:: Exercise details ::
Collect each line of the entries that holds the string "WorldMeta".
== Available data
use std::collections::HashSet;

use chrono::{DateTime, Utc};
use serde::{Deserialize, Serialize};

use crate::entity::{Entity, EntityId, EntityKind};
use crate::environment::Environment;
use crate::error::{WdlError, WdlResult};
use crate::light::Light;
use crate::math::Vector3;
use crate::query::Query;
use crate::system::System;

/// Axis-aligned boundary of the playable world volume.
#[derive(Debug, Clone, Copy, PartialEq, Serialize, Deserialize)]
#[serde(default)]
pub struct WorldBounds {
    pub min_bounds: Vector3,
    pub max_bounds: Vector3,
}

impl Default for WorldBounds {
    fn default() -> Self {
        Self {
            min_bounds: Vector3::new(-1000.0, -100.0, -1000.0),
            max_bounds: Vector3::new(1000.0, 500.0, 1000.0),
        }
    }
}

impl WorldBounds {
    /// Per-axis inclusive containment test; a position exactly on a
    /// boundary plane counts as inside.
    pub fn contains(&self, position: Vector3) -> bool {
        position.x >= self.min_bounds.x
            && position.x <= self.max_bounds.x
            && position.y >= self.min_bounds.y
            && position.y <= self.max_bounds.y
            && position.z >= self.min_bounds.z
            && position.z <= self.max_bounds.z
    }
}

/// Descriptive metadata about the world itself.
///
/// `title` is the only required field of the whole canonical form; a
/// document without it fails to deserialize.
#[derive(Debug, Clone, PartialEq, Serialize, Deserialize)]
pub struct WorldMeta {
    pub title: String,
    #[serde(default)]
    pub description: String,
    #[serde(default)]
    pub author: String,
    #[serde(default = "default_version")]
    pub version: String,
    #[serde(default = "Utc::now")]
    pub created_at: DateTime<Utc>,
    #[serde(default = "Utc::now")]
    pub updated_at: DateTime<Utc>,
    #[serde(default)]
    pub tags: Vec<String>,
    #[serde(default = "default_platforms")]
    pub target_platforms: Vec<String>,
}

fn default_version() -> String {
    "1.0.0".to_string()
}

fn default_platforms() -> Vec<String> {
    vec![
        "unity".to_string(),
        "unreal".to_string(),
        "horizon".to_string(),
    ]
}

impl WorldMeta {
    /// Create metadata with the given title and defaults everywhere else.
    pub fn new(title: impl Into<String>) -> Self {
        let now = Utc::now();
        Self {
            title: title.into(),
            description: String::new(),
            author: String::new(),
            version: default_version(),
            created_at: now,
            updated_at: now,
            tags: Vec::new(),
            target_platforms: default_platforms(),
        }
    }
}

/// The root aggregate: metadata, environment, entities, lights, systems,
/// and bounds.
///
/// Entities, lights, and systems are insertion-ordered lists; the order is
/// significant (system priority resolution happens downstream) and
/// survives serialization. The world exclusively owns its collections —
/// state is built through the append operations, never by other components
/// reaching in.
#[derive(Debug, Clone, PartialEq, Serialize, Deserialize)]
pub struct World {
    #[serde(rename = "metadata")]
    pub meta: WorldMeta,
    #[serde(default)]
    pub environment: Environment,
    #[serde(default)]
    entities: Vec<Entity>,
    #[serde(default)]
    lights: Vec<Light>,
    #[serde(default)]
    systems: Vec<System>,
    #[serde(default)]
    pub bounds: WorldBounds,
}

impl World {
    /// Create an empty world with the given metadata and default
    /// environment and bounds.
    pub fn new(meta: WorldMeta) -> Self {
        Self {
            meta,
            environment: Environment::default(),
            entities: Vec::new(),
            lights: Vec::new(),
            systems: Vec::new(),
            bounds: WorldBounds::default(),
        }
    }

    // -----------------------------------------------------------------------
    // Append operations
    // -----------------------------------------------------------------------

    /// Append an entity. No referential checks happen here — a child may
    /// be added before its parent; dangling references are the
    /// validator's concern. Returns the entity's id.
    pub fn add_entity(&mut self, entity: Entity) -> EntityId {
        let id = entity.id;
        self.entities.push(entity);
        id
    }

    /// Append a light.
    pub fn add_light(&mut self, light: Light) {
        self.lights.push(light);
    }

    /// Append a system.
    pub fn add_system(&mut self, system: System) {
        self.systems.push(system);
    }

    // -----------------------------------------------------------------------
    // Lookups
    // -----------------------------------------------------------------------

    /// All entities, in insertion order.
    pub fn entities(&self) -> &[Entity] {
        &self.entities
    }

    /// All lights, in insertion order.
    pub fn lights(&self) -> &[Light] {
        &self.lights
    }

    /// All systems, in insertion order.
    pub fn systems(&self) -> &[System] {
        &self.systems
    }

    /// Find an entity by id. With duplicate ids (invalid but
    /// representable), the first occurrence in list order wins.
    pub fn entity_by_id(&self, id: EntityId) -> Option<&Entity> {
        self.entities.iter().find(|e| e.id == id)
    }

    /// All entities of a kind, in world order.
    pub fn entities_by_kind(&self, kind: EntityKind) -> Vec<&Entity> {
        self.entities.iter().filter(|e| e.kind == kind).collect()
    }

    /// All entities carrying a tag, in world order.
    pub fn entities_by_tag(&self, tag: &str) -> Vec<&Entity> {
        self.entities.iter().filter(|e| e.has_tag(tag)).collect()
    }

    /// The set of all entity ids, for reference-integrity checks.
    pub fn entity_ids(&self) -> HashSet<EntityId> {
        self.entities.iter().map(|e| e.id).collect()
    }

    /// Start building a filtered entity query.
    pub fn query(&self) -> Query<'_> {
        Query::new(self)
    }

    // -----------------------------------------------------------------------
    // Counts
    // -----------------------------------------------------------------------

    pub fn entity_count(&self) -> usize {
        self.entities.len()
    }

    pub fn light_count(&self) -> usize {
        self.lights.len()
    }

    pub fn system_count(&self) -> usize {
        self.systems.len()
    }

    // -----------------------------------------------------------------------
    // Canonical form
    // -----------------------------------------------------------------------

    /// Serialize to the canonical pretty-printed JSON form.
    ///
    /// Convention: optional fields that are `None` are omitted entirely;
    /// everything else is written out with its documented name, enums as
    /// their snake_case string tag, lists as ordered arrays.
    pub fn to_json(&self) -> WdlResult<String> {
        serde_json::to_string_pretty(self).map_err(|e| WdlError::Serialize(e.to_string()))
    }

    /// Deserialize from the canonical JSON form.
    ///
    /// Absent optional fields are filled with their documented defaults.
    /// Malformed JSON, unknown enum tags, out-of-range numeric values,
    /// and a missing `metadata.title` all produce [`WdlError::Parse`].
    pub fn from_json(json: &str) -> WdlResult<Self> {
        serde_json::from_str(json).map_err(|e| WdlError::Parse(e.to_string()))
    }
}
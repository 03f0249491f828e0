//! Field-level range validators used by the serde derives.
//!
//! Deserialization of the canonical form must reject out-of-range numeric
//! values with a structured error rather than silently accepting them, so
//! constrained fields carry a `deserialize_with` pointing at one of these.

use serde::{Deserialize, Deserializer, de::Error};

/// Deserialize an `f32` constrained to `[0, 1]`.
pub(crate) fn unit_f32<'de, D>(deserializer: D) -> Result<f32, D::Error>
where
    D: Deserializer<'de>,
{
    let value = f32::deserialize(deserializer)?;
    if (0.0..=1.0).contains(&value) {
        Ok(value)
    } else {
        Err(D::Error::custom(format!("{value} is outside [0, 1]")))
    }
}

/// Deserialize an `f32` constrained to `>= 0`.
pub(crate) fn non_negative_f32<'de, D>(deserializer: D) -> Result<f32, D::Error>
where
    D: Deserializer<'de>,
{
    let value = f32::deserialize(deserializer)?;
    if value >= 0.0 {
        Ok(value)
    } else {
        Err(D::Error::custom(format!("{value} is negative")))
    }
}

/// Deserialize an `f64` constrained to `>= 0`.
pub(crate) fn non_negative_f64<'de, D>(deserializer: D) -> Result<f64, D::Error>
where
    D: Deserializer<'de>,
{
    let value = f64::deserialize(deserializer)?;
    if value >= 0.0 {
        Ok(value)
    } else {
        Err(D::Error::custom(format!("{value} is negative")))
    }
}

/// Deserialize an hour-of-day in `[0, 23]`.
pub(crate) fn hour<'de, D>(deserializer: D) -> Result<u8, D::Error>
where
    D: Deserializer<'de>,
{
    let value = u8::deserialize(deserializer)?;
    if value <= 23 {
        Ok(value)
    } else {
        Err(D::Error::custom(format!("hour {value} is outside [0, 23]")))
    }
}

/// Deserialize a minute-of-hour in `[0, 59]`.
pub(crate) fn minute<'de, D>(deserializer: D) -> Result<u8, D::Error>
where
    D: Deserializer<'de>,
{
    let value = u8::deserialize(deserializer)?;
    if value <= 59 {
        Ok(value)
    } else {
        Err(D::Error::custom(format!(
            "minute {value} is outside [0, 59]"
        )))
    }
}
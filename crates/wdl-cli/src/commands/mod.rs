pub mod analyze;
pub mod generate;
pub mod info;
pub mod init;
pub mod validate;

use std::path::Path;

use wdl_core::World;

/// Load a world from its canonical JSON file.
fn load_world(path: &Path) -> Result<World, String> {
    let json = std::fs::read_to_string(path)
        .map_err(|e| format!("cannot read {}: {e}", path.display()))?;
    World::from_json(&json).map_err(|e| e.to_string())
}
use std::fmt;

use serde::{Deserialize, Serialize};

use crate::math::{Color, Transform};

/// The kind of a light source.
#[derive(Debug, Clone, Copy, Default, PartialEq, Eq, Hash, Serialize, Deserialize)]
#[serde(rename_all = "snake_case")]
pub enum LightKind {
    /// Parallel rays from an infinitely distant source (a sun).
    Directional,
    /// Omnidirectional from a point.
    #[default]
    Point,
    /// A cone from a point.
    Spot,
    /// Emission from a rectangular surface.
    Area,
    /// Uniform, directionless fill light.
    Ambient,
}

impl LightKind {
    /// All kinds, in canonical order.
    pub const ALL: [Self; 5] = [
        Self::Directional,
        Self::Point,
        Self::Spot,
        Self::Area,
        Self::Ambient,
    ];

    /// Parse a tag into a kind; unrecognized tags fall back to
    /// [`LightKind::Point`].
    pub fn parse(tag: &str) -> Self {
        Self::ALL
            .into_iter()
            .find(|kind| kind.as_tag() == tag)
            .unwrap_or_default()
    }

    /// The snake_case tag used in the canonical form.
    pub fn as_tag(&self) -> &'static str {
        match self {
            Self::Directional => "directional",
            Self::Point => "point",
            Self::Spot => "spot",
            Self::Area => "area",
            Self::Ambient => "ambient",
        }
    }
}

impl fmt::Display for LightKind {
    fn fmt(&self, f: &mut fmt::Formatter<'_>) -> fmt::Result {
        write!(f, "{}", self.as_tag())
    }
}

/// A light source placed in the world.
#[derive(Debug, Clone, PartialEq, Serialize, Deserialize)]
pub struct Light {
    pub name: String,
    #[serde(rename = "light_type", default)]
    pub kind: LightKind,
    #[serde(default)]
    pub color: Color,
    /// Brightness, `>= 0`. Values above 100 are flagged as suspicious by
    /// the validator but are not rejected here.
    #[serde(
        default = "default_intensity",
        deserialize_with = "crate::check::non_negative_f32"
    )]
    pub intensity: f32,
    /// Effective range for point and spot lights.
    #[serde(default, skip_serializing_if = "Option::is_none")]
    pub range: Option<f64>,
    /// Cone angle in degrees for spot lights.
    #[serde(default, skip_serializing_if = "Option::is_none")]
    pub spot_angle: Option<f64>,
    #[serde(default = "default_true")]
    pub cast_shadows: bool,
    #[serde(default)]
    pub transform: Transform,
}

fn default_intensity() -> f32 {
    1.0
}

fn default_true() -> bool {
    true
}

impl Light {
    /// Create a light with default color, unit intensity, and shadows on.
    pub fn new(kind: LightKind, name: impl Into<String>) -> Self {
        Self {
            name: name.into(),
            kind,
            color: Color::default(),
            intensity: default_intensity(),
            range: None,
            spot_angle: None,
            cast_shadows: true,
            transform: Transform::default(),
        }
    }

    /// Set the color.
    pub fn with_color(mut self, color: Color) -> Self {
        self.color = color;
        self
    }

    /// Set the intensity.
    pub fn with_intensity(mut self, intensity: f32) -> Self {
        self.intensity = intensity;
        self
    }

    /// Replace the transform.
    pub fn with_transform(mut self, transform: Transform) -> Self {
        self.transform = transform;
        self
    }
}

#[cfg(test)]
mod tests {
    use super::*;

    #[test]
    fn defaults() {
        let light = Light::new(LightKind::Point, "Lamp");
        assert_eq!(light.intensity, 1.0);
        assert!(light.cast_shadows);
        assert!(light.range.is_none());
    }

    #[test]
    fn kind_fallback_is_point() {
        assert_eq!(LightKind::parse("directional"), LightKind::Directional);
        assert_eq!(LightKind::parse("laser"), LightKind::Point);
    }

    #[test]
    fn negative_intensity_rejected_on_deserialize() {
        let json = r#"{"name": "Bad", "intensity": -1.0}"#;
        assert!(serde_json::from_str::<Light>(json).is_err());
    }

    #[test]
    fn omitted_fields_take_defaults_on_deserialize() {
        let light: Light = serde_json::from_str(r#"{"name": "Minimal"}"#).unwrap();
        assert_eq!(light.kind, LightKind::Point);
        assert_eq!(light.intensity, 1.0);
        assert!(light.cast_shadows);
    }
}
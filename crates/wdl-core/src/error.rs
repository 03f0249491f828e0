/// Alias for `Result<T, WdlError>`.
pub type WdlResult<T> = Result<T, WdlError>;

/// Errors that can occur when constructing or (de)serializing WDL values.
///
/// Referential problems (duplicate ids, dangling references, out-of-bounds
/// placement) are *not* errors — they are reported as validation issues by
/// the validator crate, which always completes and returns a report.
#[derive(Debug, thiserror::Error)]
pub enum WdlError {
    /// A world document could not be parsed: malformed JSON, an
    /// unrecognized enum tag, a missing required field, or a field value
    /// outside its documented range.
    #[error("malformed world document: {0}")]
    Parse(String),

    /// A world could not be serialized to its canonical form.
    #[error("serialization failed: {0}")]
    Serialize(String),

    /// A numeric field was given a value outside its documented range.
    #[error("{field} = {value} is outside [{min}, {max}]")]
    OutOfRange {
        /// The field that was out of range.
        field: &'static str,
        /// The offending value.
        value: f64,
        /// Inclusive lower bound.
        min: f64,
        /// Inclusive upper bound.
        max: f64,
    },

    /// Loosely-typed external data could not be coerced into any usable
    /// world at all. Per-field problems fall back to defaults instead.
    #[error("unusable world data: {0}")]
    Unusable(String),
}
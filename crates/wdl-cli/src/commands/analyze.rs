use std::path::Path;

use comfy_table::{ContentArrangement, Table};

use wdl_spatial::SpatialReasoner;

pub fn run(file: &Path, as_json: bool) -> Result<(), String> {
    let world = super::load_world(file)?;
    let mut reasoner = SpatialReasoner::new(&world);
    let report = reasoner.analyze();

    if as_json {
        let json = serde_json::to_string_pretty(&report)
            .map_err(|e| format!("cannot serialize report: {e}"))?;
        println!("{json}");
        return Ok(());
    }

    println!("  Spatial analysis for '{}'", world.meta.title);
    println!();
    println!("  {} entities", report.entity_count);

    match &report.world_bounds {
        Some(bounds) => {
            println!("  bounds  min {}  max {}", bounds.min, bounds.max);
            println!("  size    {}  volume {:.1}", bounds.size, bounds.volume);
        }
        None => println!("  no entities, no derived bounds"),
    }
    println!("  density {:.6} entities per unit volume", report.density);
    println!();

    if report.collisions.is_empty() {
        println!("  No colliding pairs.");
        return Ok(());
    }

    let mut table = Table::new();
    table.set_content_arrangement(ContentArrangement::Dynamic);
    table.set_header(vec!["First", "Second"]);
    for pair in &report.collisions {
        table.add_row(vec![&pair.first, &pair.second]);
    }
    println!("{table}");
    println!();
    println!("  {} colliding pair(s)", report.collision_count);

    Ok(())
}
====
:: Output of the exercise ::
pub struct WorldMeta {
impl WorldMeta {
    pub meta: WorldMeta,
    pub fn new(meta: WorldMeta) -> Self {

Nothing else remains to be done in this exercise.